A universal wishlist app lets you add items from any shop into one list. Here's what retailer-agnostic means, why it matters, and how gift it does it.

5 min readNovember 2025gift it

Most wishlist tools make one quiet assumption that breaks everything: that the things you want come from one place. They don't. The candle you spotted in a Covent Garden shop, the notebook brand you found through a newsletter, the specific trainers that only seem to exist on one small brand's own website — none of that fits neatly onto an Amazon wishlist, and that's before you've even considered that plenty of people in the UK actively prefer not to shop on Amazon at all.

The result is a wishlist that only represents a fraction of what you actually want. And the people buying for you end up guessing the rest — or defaulting to gift cards, which is a fine outcome but not exactly personal.

A universal, retailer-agnostic wishlist solves the underlying problem rather than working around it.

What ‘retailer-agnostic’ actually means

Retailer-agnostic means the tool has no stake in where you shop. It doesn't push its own marketplace, doesn't favour items from partner brands, and doesn't require a product to exist in any particular catalogue before you can add it. You add what you want; the app stores it. Where the item comes from is irrelevant.

In practice, this means your list can contain a jumper from John Lewis, a book from Waterstones, a kitchen gadget from Lakeland, a pair of earrings from a small Etsy seller, and a skincare product from Boots — all in one place, all shareable via one link. No copy-pasting across three different wishlists or maintaining a sprawling spreadsheet that gets out of date the moment you share it.

It also means the list doesn't expire when you stop using a particular platform. Your items are yours, not tied to whichever retailer happens to host the wish functionality as a side feature of their shopping experience.

Why the UK market specifically

The UK has a genuinely diverse retail landscape. British shoppers spread their purchasing across a wide range of retailers in ways that don't map neatly onto the American internet's assumption that Amazon is the default answer to everything.

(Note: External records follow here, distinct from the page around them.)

//! Standalone HTML report.
//!
//! One row group per item: the item and project cells span every action
//! row, and each action cell is styled by kind.

use std::fmt::Write;

use crate::models::ActionKind;
use crate::pipeline::ReportItem;
use crate::reports::{item_url, project_url};

const TITLE: &str = "Repology wikidata bot report";
const STYLESHEET: &str = "https://stackpath.bootstrapcdn.com/bootstrap/4.3.1/css/bootstrap.min.css";

/// Escape text for HTML content and attribute values.
pub fn escape(text: &str) -> String {
    let mut out = String::with_capacity(text.len());
    for ch in text.chars() {
        match ch {
            '&' => out.push_str("&amp;"),
            '<' => out.push_str("&lt;"),
            '>' => out.push_str("&gt;"),
            '"' => out.push_str("&quot;"),
            '\'' => out.push_str("&#39;"),
            c => out.push(c),
        }
    }
    out
}

fn link(url: &str, text: &str) -> String {
    format!("<a href=\"{}\">{}</a>", escape(url), escape(text))
}

fn prefixed(kind: &ActionKind, body: String) -> String {
    match kind.repo_prop() {
        Some((repo, prop)) => format!("{} ({}): {body}", escape(repo), escape(prop)),
        None => body,
    }
}

/// Table cell for one action.
fn action_cell(kind: &ActionKind) -> String {
    let (class, body) = match kind {
        ActionKind::AddProperty { value, url, .. } => {
            ("table-success", format!("adding {}", link(url, value)))
        }
        ActionKind::RemoveProperty {
            value,
            url,
            history_urls,
            ..
        } => {
            let mut body = format!(
                "{} not present in Repology, needs investigation; see following urls:",
                link(url, value)
            );
            for (n, history_url) in history_urls.iter().enumerate() {
                let _ = write!(body, " {}", link(history_url, &format!("[{}]", n + 1)));
            }
            ("table-danger", body)
        }
        ActionKind::NoValue { .. } => (
            "table-warning",
            "<b>no value</b> encountered, please remove".to_string(),
        ),
        ActionKind::TooManyValues { count, .. } => (
            "table-warning",
            format!("too many ({count}) packages in Repology, skipping"),
        ),
        ActionKind::MultipleLinkingValues => (
            "table-danger",
            "multiple wikidata items for project, skipping".to_string(),
        ),
    };
    format!("<td class=\"{class}\">{}</td>", prefixed(kind, body))
}

/// Render report items as a complete HTML document.
pub fn format_html_report(items: &[ReportItem]) -> String {
    let mut out = String::new();

    let _ = writeln!(out, "<!DOCTYPE html>");
    let _ = writeln!(out, "<html>");
    let _ = writeln!(out, "<head>");
    let _ = writeln!(out, "<meta charset=\"utf-8\">");
    let _ = writeln!(out, "<title>{TITLE}</title>");
    let _ = writeln!(out, "<link rel=\"stylesheet\" href=\"{STYLESHEET}\">");
    let _ = writeln!(out, "</head>");
    let _ = writeln!(out, "<body>");
    let _ = writeln!(out, "<div class=\"container\">");
    let _ = writeln!(out, "<h1>{TITLE}</h1>");
    let _ = writeln!(out, "<table class=\"table table-sm table-hover\">");
    let _ = writeln!(
        out,
        "<thead><tr><th>Wikidata item</th><th>Repology project(s)</th><th>Action</th></tr></thead>"
    );
    let _ = writeln!(out, "<tbody>");

    for item in items {
        let rows = item.actions.len();
        let projects: Vec<String> = item
            .project_names
            .iter()
            .map(|name| link(&project_url(name), name))
            .collect();

        for (n, action) in item.actions.iter().enumerate() {
            out.push_str("<tr>");
            if n == 0 {
                let _ = write!(
                    out,
                    "<td rowspan=\"{rows}\">{}</td><td rowspan=\"{rows}\">{}</td>",
                    link(&item_url(&item.item), &item.item),
                    projects.join(" ")
                );
            }
            out.push_str(&action_cell(&action.kind));
            out.push_str("</tr>\n");
        }
    }

    let _ = writeln!(out, "</tbody>");
    let _ = writeln!(out, "</table>");
    let _ = writeln!(out, "</div>");
    let _ = writeln!(out, "</body>");
    let _ = writeln!(out, "</html>");
    out
}

#[cfg(test)]
mod tests {
    use super::*;
    use crate::models::Action;

    fn report() -> Vec<ReportItem> {
        let names = vec!["foo".to_string()];
        let action = |kind| Action {
            item: "Q1".into(),
            project_names: names.clone(),
            kind,
        };
        vec![ReportItem {
            item: "Q1".into(),
            project_names: names.clone(),
            actions: vec![
                action(ActionKind::AddProperty {
                    repo: "gentoo".into(),
                    prop: "P3499".into(),
                    value: "dev-libs/foo".into(),
                    url: "https://packages.gentoo.org/packages/dev-libs/foo".into(),
                }),
                action(ActionKind::RemoveProperty {
                    repo: "arch".into(),
                    prop: "P3454".into(),
                    value: "foo<old>".into(),
                    url: "https://example.com/?a=1&b=2".into(),
                    history_urls: vec![
                        "https://example.com/h1".into(),
                        "https://example.com/h2".into(),
                    ],
                }),
                action(ActionKind::TooManyValues {
                    repo: "aur".into(),
                    prop: "P4162".into(),
                    count: 70,
                }),
            ],
        }]
    }

    #[test]
    fn test_escape() {
        assert_eq!(
            escape("<a href=\"x\">&'"),
            "&lt;a href=&quot;x&quot;&gt;&amp;&#39;"
        );
    }

    #[test]
    fn test_row_group_spans_actions() {
        let html = format_html_report(&report());
        assert_eq!(html.matches("rowspan=\"3\"").count(), 2);
        assert_eq!(html.matches("<tr><td").count(), 3);
        let item_link = "<a href=\"https://www.wikidata.org/wiki/Q1\">Q1</a>";
        let project_link = "<a href=\"https://repology.org/project/foo\">foo</a>";
        assert!(html.contains(item_link));
        assert!(html.contains(project_link));
    }

    #[test]
    fn test_cells_styled_by_kind() {
        let html = format_html_report(&report());
        let add = "<td class=\"table-success\">gentoo (P3499): adding ";
        let remove = "<td class=\"table-danger\">arch (P3454): ";
        let skipped = "<td class=\"table-warning\">aur (P4162): too many (70)";
        assert!(html.contains(add));
        assert!(html.contains(remove));
        assert!(html.contains(skipped));
        assert!(html.contains("[2]</a>"));
    }

    #[test]
    fn test_values_are_escaped() {
        let html = format_html_report(&report());
        assert!(html.contains("foo&lt;old&gt;"));
        assert!(html.contains("href=\"https://example.com/?a=1&amp;b=2\""));
        assert!(!html.contains("foo<old>"));
    }
}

John Lewis for homeware and appliances. Boots for health and beauty. ASOS, & Other Stories, or a small independent for clothes. Argos for electronics and toys. Waitrose for food gifts. An independent bookshop for, well, books. These are all legitimate, commonly used, well-loved British retailers — and none of them have a wishlist feature that talks to any of the others.

When the people buying for you are also based in the UK, they want to see prices in pounds. They want links that actually work and ship to a UK address. They want to land on a product page that isn't going to quote them in dollars or refuse their postcode. This sounds basic, but it matters in practice — particularly for products that are available in the UK but only listed on international versions of a site.

The things people actually want come from dozens of shops. A wishlist that only works with one of them isn't really a wishlist — it's just a shopping cart you've forwarded to someone else.

How gift it works in practice

gift it is built around the idea that adding an item to your list should take about ten seconds and should work regardless of where the item comes from. There are three ways to do it, and they cover most real-world situations.

Adding items

The first method is barcode scanning. If you're in a physical shop and you spot something you like, open the app, scan the barcode, and the item is added — name, price, and a photo pulled automatically where the product can be identified. This is particularly useful for gift lists built while you're actually out shopping, or for capturing something specific (a particular edition, a specific size or colour) rather than a vague category.

The second method is link pasting. Copy the URL of any product page — from any website, UK or otherwise — paste it into gift it, and the app pulls the product details. Price, image, name, and the link back to the page for the gifter. This works for the vast majority of retailer websites without any special setup.

The third method is manual entry. For items you can't find online, things that are out of stock, or gifts that are more of a category than a specific product (“any fiction shortlisted for the Booker this year” is a real example), you can type in a name, description, and approximate price yourself. It's less automated, but it means nothing falls off the list just because it doesn't have a product page.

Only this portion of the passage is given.